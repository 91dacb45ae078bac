//! Registered record types.
//!
//! Each registration owns the type's table mapping, the catalog columns it
//! resolved at registration time, its initializer and its identity cache.
//! Registrations are stored type-erased and recovered by `TypeId`.

use std::any::{Any, TypeId};
use std::collections::HashMap;
use std::sync::{Arc, Mutex, MutexGuard, PoisonError};

use rowmap_core::{ColumnInfo, ConfigErrorKind, Connection, Error, Record, Result, Value};
use rowmap_query::TableMapping;

use crate::identity::IdentityCache;
use crate::initializer::EntityInitializer;
use crate::store::EntityStore;

/// Everything the store knows about one record type.
pub(crate) struct Registration<R: Record> {
    pub(crate) mapping: TableMapping,
    pub(crate) id_column: ColumnInfo,
    /// Catalog column per field slot; `None` when the catalog did not report it.
    pub(crate) field_columns: Vec<Option<ColumnInfo>>,
    pub(crate) initializer: Arc<dyn EntityInitializer>,
    pub(crate) cache: IdentityCache<R>,
    gate: Mutex<()>,
}

impl<R: Record> Registration<R> {
    pub(crate) fn new(
        mapping: TableMapping,
        id_column: ColumnInfo,
        field_columns: Vec<Option<ColumnInfo>>,
        initializer: Arc<dyn EntityInitializer>,
    ) -> Self {
        Self {
            mapping,
            id_column,
            field_columns,
            initializer,
            cache: IdentityCache::new(),
            gate: Mutex::new(()),
        }
    }

    /// Serialize database operations on this type.
    pub(crate) fn lock_gate(&self) -> MutexGuard<'_, ()> {
        self.gate.lock().unwrap_or_else(PoisonError::into_inner)
    }

    /// Initial slot values for a new entity.
    pub(crate) fn initial_values(&self) -> Vec<Value> {
        R::fields()
            .iter()
            .map(|f| self.initializer.initial_value(f))
            .collect()
    }
}

/// Type-erased operations `refresh_all` and diagnostics need.
pub(crate) trait TypeHandle<C: Connection>: Send + Sync {
    fn type_name(&self) -> &'static str;
    fn table(&self) -> &str;
    fn cached_len(&self) -> usize;
    /// Full refresh; returns the number of rows fetched.
    fn refresh(&self, store: &EntityStore<C>) -> Result<usize>;
}

impl<C: Connection, R: Record> TypeHandle<C> for Registration<R> {
    fn type_name(&self) -> &'static str {
        std::any::type_name::<R>()
    }

    fn table(&self) -> &str {
        self.mapping.table()
    }

    fn cached_len(&self) -> usize {
        self.cache.len()
    }

    fn refresh(&self, store: &EntityStore<C>) -> Result<usize> {
        store.refresh_registration(self).map(|entities| entities.len())
    }
}

struct Entry<C: Connection> {
    typed: Arc<dyn Any + Send + Sync>,
    handle: Arc<dyn TypeHandle<C>>,
}

struct RegistryInner<C: Connection> {
    entries: HashMap<TypeId, Entry<C>>,
    order: Vec<TypeId>,
}

/// Registrations keyed by record type.
pub(crate) struct Registry<C: Connection> {
    inner: Mutex<RegistryInner<C>>,
}

impl<C: Connection> Registry<C> {
    pub(crate) fn new() -> Self {
        Self {
            inner: Mutex::new(RegistryInner {
                entries: HashMap::new(),
                order: Vec::new(),
            }),
        }
    }

    fn lock(&self) -> MutexGuard<'_, RegistryInner<C>> {
        self.inner.lock().unwrap_or_else(PoisonError::into_inner)
    }

    pub(crate) fn contains<R: Record>(&self) -> bool {
        self.lock().entries.contains_key(&TypeId::of::<R>())
    }

    /// Add a registration; fails if the type is already registered.
    pub(crate) fn insert<R: Record>(&self, registration: Registration<R>) -> Result<()> {
        let type_id = TypeId::of::<R>();
        let mut inner = self.lock();
        if inner.entries.contains_key(&type_id) {
            return Err(duplicate::<R>());
        }
        let registration = Arc::new(registration);
        inner.entries.insert(
            type_id,
            Entry {
                typed: Arc::clone(&registration) as Arc<dyn Any + Send + Sync>,
                handle: registration as Arc<dyn TypeHandle<C>>,
            },
        );
        inner.order.push(type_id);
        Ok(())
    }

    /// Registration for `R`, or an `Unregistered` error.
    pub(crate) fn get<R: Record>(&self) -> Result<Arc<Registration<R>>> {
        let typed = self
            .lock()
            .entries
            .get(&TypeId::of::<R>())
            .map(|entry| Arc::clone(&entry.typed))
            .ok_or_else(|| {
                Error::config(
                    ConfigErrorKind::Unregistered,
                    format!("{} is not registered", std::any::type_name::<R>()),
                )
            })?;
        typed.downcast::<Registration<R>>().map_err(|_| {
            Error::consistency(format!(
                "registry entry for {} has the wrong type",
                std::any::type_name::<R>()
            ))
        })
    }

    /// Handles for all registered types, in registration order.
    pub(crate) fn handles(&self) -> Vec<Arc<dyn TypeHandle<C>>> {
        let inner = self.lock();
        inner
            .order
            .iter()
            .filter_map(|id| inner.entries.get(id).map(|e| Arc::clone(&e.handle)))
            .collect()
    }

    pub(crate) fn len(&self) -> usize {
        self.lock().order.len()
    }
}

pub(crate) fn duplicate<R: Record>() -> Error {
    Error::config(
        ConfigErrorKind::DuplicateRegistration,
        format!("{} is already registered", std::any::type_name::<R>()),
    )
}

★ ★ ★

## EXERCISE DESCRIPTION
Look through the listing, and copy each line in which the string "order" turns up.

## EXERCISE SOLUTION
    order: Vec<TypeId>,
                order: Vec::new(),
        inner.order.push(type_id);
    /// Handles for all registered types, in registration order.
            .order
        self.lock().order.len()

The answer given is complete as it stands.